Stored data
================

//! Production ceremony engine over `webauthn-rs` security key flows.
//!
//! Uses `SecurityKey` types to support hardware tokens as a second factor
//! rather than a primary password replacement. Engine state and stored
//! credentials are serialized as JSON values so the session and the
//! platform API can treat them as opaque blobs.

use anyhow::Result;
use serde_json::{Value, json};
use url::Url;
use webauthn_rs::prelude::*;
use webauthn_rs::{Webauthn, WebauthnBuilder};

use super::ceremony::{
    AuthenticatedKey, CeremonyEngine, CeremonyError, CeremonyUser, RegisteredKey,
};

/// Browser-facing ceremony deadline.
const CEREMONY_TIMEOUT_MS: u32 = 30_000;

pub struct SecurityKeyEngine {
    webauthn: Webauthn,
    timeout_ms: u32,
}

impl SecurityKeyEngine {
    /// # Errors
    /// Returns an error if the relying party origin is not a valid URL or
    /// the `WebAuthn` builder rejects the identity.
    pub fn new(rp_id: &str, rp_origin: &str, rp_name: &str) -> Result<Self> {
        let origin = Url::parse(rp_origin)?;
        let webauthn = WebauthnBuilder::new(rp_id, &origin)?
            .rp_name(rp_name)
            .build()?;
        Ok(Self {
            webauthn,
            timeout_ms: CEREMONY_TIMEOUT_MS,
        })
    }

    /// Credentials that fail to parse are skipped rather than blocking the
    /// whole ceremony.
    fn parse_keys(credentials: &[Vec<u8>]) -> Vec<SecurityKey> {
        credentials
            .iter()
            .filter_map(|data| serde_json::from_slice(data).ok())
            .collect()
    }

    /// Platform policy for security keys: directly attested, quick, held
    /// on a roaming authenticator, and never prompting for a PIN on a
    /// second factor.
    fn apply_registration_policy(&self, options: &mut Value) {
        let Some(public_key) = options.get_mut("publicKey").and_then(Value::as_object_mut)
        else {
            return;
        };
        public_key.insert("timeout".to_string(), json!(self.timeout_ms));
        public_key.insert("attestation".to_string(), json!("direct"));
        let selection = public_key
            .entry("authenticatorSelection")
            .or_insert_with(|| json!({}));
        if let Some(selection) = selection.as_object_mut() {
            selection.insert("authenticatorAttachment".to_string(), json!("cross-platform"));
            selection.insert("userVerification".to_string(), json!("discouraged"));
        }
    }

    fn apply_authentication_policy(&self, options: &mut Value) {
        if let Some(public_key) = options.get_mut("publicKey").and_then(Value::as_object_mut) {
            public_key.insert("timeout".to_string(), json!(self.timeout_ms));
        }
    }
}

impl CeremonyEngine for SecurityKeyEngine {
    fn build_registration_options(
        &self,
        user: &CeremonyUser,
        existing: &[Vec<u8>],
    ) -> Result<(Value, Value), CeremonyError> {
        let exclude: Vec<CredentialID> = Self::parse_keys(existing)
            .iter()
            .map(|key| key.cred_id().clone())
            .collect();

        let (challenge, state) = self
            .webauthn
            .start_securitykey_registration(
                user.id,
                &user.name,
                &user.name,
                Some(exclude),
                None, // Attestation CA list
                Some(AuthenticatorAttachment::CrossPlatform),
            )
            .map_err(|err| CeremonyError::Verification(err.to_string()))?;

        let mut options = serde_json::to_value(&challenge)
            .map_err(|err| CeremonyError::State(err.to_string()))?;
        self.apply_registration_policy(&mut options);

        let state =
            serde_json::to_value(&state).map_err(|err| CeremonyError::State(err.to_string()))?;
        Ok((options, state))
    }

    fn verify_registration(
        &self,
        state: &Value,
        response: &Value,
    ) -> Result<RegisteredKey, CeremonyError> {
        let state: SecurityKeyRegistration = serde_json::from_value(state.clone())
            .map_err(|err| CeremonyError::State(err.to_string()))?;
        let response: RegisterPublicKeyCredential = serde_json::from_value(response.clone())
            .map_err(|err| CeremonyError::Payload(err.to_string()))?;

        let key = self
            .webauthn
            .finish_securitykey_registration(&response, &state)
            .map_err(|err| CeremonyError::Verification(err.to_string()))?;

        let credential_data =
            serde_json::to_vec(&key).map_err(|err| CeremonyError::State(err.to_string()))?;
        Ok(RegisteredKey {
            credential_id: key.cred_id().as_slice().to_vec(),
            credential_data,
        })
    }

    fn build_authentication_options(
        &self,
        credentials: &[Vec<u8>],
    ) -> Result<(Value, Value), CeremonyError> {
        let keys = Self::parse_keys(credentials);
        if keys.is_empty() {
            return Err(CeremonyError::UnknownCredential);
        }

        let (challenge, state) = self
            .webauthn
            .start_securitykey_authentication(&keys)
            .map_err(|err| CeremonyError::Verification(err.to_string()))?;

        let mut options = serde_json::to_value(&challenge)
            .map_err(|err| CeremonyError::State(err.to_string()))?;
        self.apply_authentication_policy(&mut options);

        let state =
            serde_json::to_value(&state).map_err(|err| CeremonyError::State(err.to_string()))?;
        Ok((options, state))
    }

    fn verify_authentication(
        &self,
        state: &Value,
        credentials: &[Vec<u8>],
        response: &Value,
    ) -> Result<AuthenticatedKey, CeremonyError> {
        let state: SecurityKeyAuthentication = serde_json::from_value(state.clone())
            .map_err(|err| CeremonyError::State(err.to_string()))?;
        let response: PublicKeyCredential = serde_json::from_value(response.clone())
            .map_err(|err| CeremonyError::Payload(err.to_string()))?;

        let known = Self::parse_keys(credentials);
        if !known
            .iter()
            .any(|key| key.cred_id().as_slice() == response.raw_id.as_slice())
        {
            return Err(CeremonyError::UnknownCredential);
        }

        let result = self
            .webauthn
            .finish_securitykey_authentication(&response, &state)
            .map_err(|err| CeremonyError::Verification(err.to_string()))?;

        Ok(AuthenticatedKey {
            credential_id: result.cred_id().as_slice().to_vec(),
            counter: result.counter(),
        })
    }
}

================

Return exactly the run of lines that opens with the one containing "let result = self" and closes with the last line of the records above.

        let result = self
            .webauthn
            .finish_securitykey_authentication(&response, &state)
            .map_err(|err| CeremonyError::Verification(err.to_string()))?;

        Ok(AuthenticatedKey {
            credential_id: result.cred_id().as_slice().to_vec(),
            counter: result.counter(),
        })
    }
}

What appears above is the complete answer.